163 milioni vinti nel 2016 a Vibo Valentia, Calabria
163 milioni vinti nel 2016 a Vibo Valentia, Calabria

Roma, 12 giugno 2019 - Non è uscito neanche ieri, il 6 del Superenalotto e il jackpot è volato a quota 168 milioni e centomila euro. Con quei soldi lì il governo ha appena comprato ottomila auto blu. Avete presente no? Quelle che tutti dicono di voler tagliare, e invece. Con quei soldi lì, fosse uscito il "6" al SuperEnalotto qualche giorno fa, magari avreste anche potuto soffiare la Fiorentina a Rocco Commisso e presentarvi trionfalmente al Franchi da patron. Oppure, avreste potuto comprare l’intero patrimonio demaniale della riviera imperiese, giusto per avere un modesto affaccio sul mare e spararvi una bella apericena con gli amici. Certo, poi rimarreste senza un euro in tasca.
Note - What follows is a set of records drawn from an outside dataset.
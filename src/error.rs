//! Error handling for METAR/TAF decoding.
//!
//! Two failure tiers exist. [`DecodeError`] is fatal: the decode call returns
//! no report at all. [`ComponentError`] is local to a single report group and
//! is surfaced as a [`DecodeWarning`] attached to an otherwise complete
//! report, reflecting that operational reports are frequently truncated or
//! carry non-standard trailing text.

use serde::Serialize;
use thiserror::Error;

/// Fatal decode errors. Only the two mandatory-group conditions abort a
/// decode call; every other failure degrades to a [`DecodeWarning`].
#[derive(Error, Debug, Clone, PartialEq, Eq)]
pub enum DecodeError {
    #[error("empty report: no tokens after trimming")]
    EmptyReport,

    #[error("missing mandatory {group} group in report '{report}'")]
    MissingMandatoryGroup { group: &'static str, report: String },
}

impl DecodeError {
    /// Create a missing-mandatory-group error with the offending input
    pub fn missing_group(group: &'static str, report: impl Into<String>) -> Self {
        Self::MissingMandatoryGroup {
            group,
            report: report.into(),
        }
    }
}

/// Component-level decode failures. A token matched a grammar rule but
/// failed semantic extraction, or (for `Unrecognized`) matched no rule.
#[derive(Error, Debug, Clone, PartialEq, Eq, Serialize)]
#[serde(tag = "kind", rename_all = "snake_case")]
pub enum ComponentError {
    #[error("malformed wind group '{token}': {reason}")]
    Wind { token: String, reason: String },

    #[error("malformed visibility group '{token}': {reason}")]
    Visibility { token: String, reason: String },

    #[error("malformed runway visual range group '{token}': {reason}")]
    RunwayVisualRange { token: String, reason: String },

    #[error("malformed weather phenomenon group '{token}': {reason}")]
    Phenomenon { token: String, reason: String },

    #[error("malformed sky condition group '{token}': {reason}")]
    SkyCondition { token: String, reason: String },

    #[error("malformed temperature group '{token}': {reason}")]
    Temperature { token: String, reason: String },

    #[error("malformed altimeter group '{token}': {reason}")]
    Altimeter { token: String, reason: String },

    #[error("malformed trend group '{token}': {reason}")]
    Trend { token: String, reason: String },

    #[error("malformed wind shear group '{token}': {reason}")]
    WindShear { token: String, reason: String },

    #[error("forecast period ordering violation at '{token}': {reason}")]
    PeriodOrdering { token: String, reason: String },

    #[error("unrecognized token '{token}'")]
    Unrecognized { token: String },
}

impl ComponentError {
    pub fn wind(token: impl Into<String>, reason: impl Into<String>) -> Self {
        Self::Wind {
            token: token.into(),
            reason: reason.into(),
        }
    }

    pub fn visibility(token: impl Into<String>, reason: impl Into<String>) -> Self {
        Self::Visibility {
            token: token.into(),
            reason: reason.into(),
        }
    }

    pub fn rvr(token: impl Into<String>, reason: impl Into<String>) -> Self {
        Self::RunwayVisualRange {
            token: token.into(),
            reason: reason.into(),
        }
    }

    pub fn phenomenon(token: impl Into<String>, reason: impl Into<String>) -> Self {
        Self::Phenomenon {
            token: token.into(),
            reason: reason.into(),
        }
    }

    pub fn sky(token: impl Into<String>, reason: impl Into<String>) -> Self {
        Self::SkyCondition {
            token: token.into(),
            reason: reason.into(),
        }
    }

    pub fn temperature(token: impl Into<String>, reason: impl Into<String>) -> Self {
        Self::Temperature {
            token: token.into(),
            reason: reason.into(),
        }
    }

    pub fn altimeter(token: impl Into<String>, reason: impl Into<String>) -> Self {
        Self::Altimeter {
            token: token.into(),
            reason: reason.into(),
        }
    }

    pub fn trend(token: impl Into<String>, reason: impl Into<String>) -> Self {
        Self::Trend {
            token: token.into(),
            reason: reason.into(),
        }
    }

    pub fn wind_shear(token: impl Into<String>, reason: impl Into<String>) -> Self {
        Self::WindShear {
            token: token.into(),
            reason: reason.into(),
        }
    }

    pub fn period_ordering(token: impl Into<String>, reason: impl Into<String>) -> Self {
        Self::PeriodOrdering {
            token: token.into(),
            reason: reason.into(),
        }
    }

    pub fn unrecognized(token: impl Into<String>) -> Self {
        Self::Unrecognized {
            token: token.into(),
        }
    }

    /// The token text the failure refers to
    pub fn token(&self) -> &str {
        match self {
            Self::Wind { token, .. }
            | Self::Visibility { token, .. }
            | Self::RunwayVisualRange { token, .. }
            | Self::Phenomenon { token, .. }
            | Self::SkyCondition { token, .. }
            | Self::Temperature { token, .. }
            | Self::Altimeter { token, .. }
            | Self::Trend { token, .. }
            | Self::WindShear { token, .. }
            | Self::PeriodOrdering { token, .. }
            | Self::Unrecognized { token } => token,
        }
    }
}

/// A non-fatal decode warning: a component failure plus the position of the
/// offending token within the report body.
#[derive(Debug, Clone, PartialEq, Eq, Serialize)]
pub struct DecodeWarning {
    /// The component failure that produced this warning
    pub error: ComponentError,

    /// Zero-based token position within the whitespace-split report
    pub position: usize,
}

impl DecodeWarning {
    pub fn new(error: ComponentError, position: usize) -> Self {
        Self { error, position }
    }
}

impl std::fmt::Display for DecodeWarning {
    fn fmt(&self, f: &mut std::fmt::Formatter<'_>) -> std::fmt::Result {
        write!(f, "token {}: {}", self.position, self.error)
    }
}

/// Result type alias for decode operations
pub type Result<T> = std::result::Result<T, DecodeError>;

#[cfg(test)]
mod tests {
    use super::*;

    #[test]
    fn test_missing_group_display() {
        let err = DecodeError::missing_group("station identifier", "123456Z 28008KT");
        assert_eq!(
            err.to_string(),
            "missing mandatory station identifier group in report '123456Z 28008KT'"
        );
    }

    #[test]
    fn test_component_error_token_accessor() {
        let err = ComponentError::wind("28XXKT", "non-numeric speed");
        assert_eq!(err.token(), "28XXKT");

        let err = ComponentError::unrecognized("Q!@#");
        assert_eq!(err.token(), "Q!@#");
    }

    #[test]
    fn test_warning_display_includes_position() {
        let warning = DecodeWarning::new(ComponentError::unrecognized("XYZZY"), 4);
        assert_eq!(warning.to_string(), "token 4: unrecognized token 'XYZZY'");
    }
}
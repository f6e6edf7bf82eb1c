//! Prevailing visibility parser
//!
//! Handles CAVOK, four-digit meter groups with optional compass-octant or
//! `NDV` suffixes, and statute-mile groups including fractions, mixed
//! fractions (`1 1/2SM`), and `P`/`M` greater/less-than prefixes.

use once_cell::sync::Lazy;
use regex::Regex;

use crate::app::models::{CompassOctant, Visibility, VisibilityUnit};
use crate::constants::CAVOK_VISIBILITY_METERS;
use crate::error::ComponentError;

static METERS: Lazy<Regex> =
    Lazy::new(|| Regex::new(r"^(\d{4})(N|NE|E|SE|S|SW|W|NW|NDV)?$").expect("meter vis pattern"));

static STATUTE_MILES: Lazy<Regex> = Lazy::new(|| {
    Regex::new(r"^([PM])?(?:(\d{1,2}) )?(\d{1,2})(?:/(\d{1,2}))?SM$").expect("SM vis pattern")
});

/// Parse a prevailing-visibility token into a [`Visibility`] value
pub fn parse_visibility(token: &str) -> Result<Visibility, ComponentError> {
    if token == "CAVOK" {
        return Ok(Visibility::cavok());
    }

    if let Some(caps) = METERS.captures(token) {
        let value: u32 = caps[1]
            .parse()
            .map_err(|_| ComponentError::visibility(token, "non-numeric distance"))?;
        let mut visibility = Visibility::plain(f64::from(value), VisibilityUnit::Meters);

        // 9999 encodes "10 km or more".
        visibility.is_greater_than = value == CAVOK_VISIBILITY_METERS;

        match caps.get(2).map(|m| m.as_str()) {
            Some("NDV") => visibility.no_directional_variation = true,
            Some(octant) => {
                visibility.direction = Some(CompassOctant::from_code(octant).ok_or_else(|| {
                    ComponentError::visibility(token, format!("unknown octant '{octant}'"))
                })?);
            }
            None => {}
        }
        return Ok(visibility);
    }

    if let Some(caps) = STATUTE_MILES.captures(token) {
        let whole: f64 = match caps.get(2) {
            Some(whole) => whole
                .as_str()
                .parse()
                .map_err(|_| ComponentError::visibility(token, "non-numeric whole miles"))?,
            None => 0.0,
        };
        let numerator: f64 = caps[3]
            .parse()
            .map_err(|_| ComponentError::visibility(token, "non-numeric distance"))?;
        let value = match caps.get(4) {
            Some(denominator) => {
                let denominator: f64 = denominator
                    .as_str()
                    .parse()
                    .map_err(|_| ComponentError::visibility(token, "non-numeric denominator"))?;
                if denominator == 0.0 {
                    return Err(ComponentError::visibility(token, "zero denominator"));
                }
                whole + numerator / denominator
            }
            None if caps.get(2).is_some() => {
                return Err(ComponentError::visibility(
                    token,
                    "whole miles without a fractional part",
                ));
            }
            None => numerator,
        };

        let mut visibility = Visibility::plain(value, VisibilityUnit::StatuteMiles);
        match caps.get(1).map(|m| m.as_str()) {
            Some("P") => visibility.is_greater_than = true,
            Some("M") => visibility.is_less_than = true,
            _ => {}
        }
        return Ok(visibility);
    }

    Err(ComponentError::visibility(
        token,
        "does not match any visibility grammar",
    ))
}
Allora, considerato che quello che potreste vincere al SuperEnalotto è il jackpot più alto al mondo, da 168 milioni – visto che un tizio californiano, baciato e ribaciato dalla sorte, ha centrato il 350 milioni di dollari del Megamillions – magari quei soldi lì sarà il caso di spenderli in maniera più oculata. Una bella villa in perfetto jet set style a Pacific Palisades in California ce la vogliamo negare? Sentite qua: Bradley Cooper e Irina Shayk si sono appena lasciati e hanno mollato quella villona un paio di giorni fa. Pare sia in vendita a prezzo di realizzo: 15 milioni di dollari e vi danno anche le triple chiavi in omaggio. Sì ma come ci arrivate in California? Volo di linea? No, no, che volgarità. Assegnuccio da 26 milioni di dollari per il numero uno dei jet di lusso, il Cessna Citation Longitude che può ospitare sino a 12 passeggeri. E la barca? Dai, dove li ospitiamo gli amici? E poi non averne una fa fin troppo cafone. Quindi, per diventare proprietario e comandante di un lussuoso due alberi Burrasca, mettiamo lì circa 16 o 17 milioni, più le spese per l’equipaggio e le gozzoviglie. A questo punto, o ce l’avete fatta davvero a centrare quell’unica possibilità su 622 milioni di centrare quei sei magici numeri del SuperEnalotto, o vi svegliate tutti sudati rendendovi conto che, ahivoi, è stato solo un sogno. Un sogno politicamente trasversale, perchè sa essere democratico e il contrario. Come nel caso dell’ultimo "6" da 51,3 milioni centrato un anno fa e distribuito in tutta Italia a 45 diversi vincitori grazie a un sistemone della bacheca dei sistemi Sisal. Oppure, può essere meravigliosamente totalitario, come nella vincita da 163,5 milioni azzeccata da un singolo vincitore a Vibo Valentia, nel 2016.

In ogni caso, siamo a un soffio dal record assoluto della storia del gioco, i 177,7 milioni vinti nel 2010, anche in quel caso ‘democratici’ perchè agganciati a un sistema multiquote. Sì perchè il jackpot da 167 milioni in palio in questo torrido giugno vale già la seconda vincita più alta di sempre, in virtù di 150 concorsi senza "6". E, se le prime tre regioni più fortunate sono Campania con 19 "6»"all’attivo, Lazio con 16 ed Emilia Romagna con 12, varrà la pena ricordare che, dal 1997 a oggi il SuperEnalotto ha distribuito vincite pari a 16,5 miliardi di euro. E anche qui, come in tutti i giochi numerici, c’è un gran bel safari alla ricerca di esemplari rarissimi. Come nel caso dell’81, che nella smorfia napoletana è associato ai fiori e non si vede da 98 concorsi. Oppure il 23, che non esce da 65 concorsi. A Napoli è "’o scemo", a Roma richiama alla fortuna (eufemismo...). E, ancora, il 39, assente da 64 estrazioni e un significato secco: il cappio al collo, inteso come colui che non ha via di uscita. A meno che non vinca un jackpot da record mondiale. Allora magari, la via d’uscita si trova.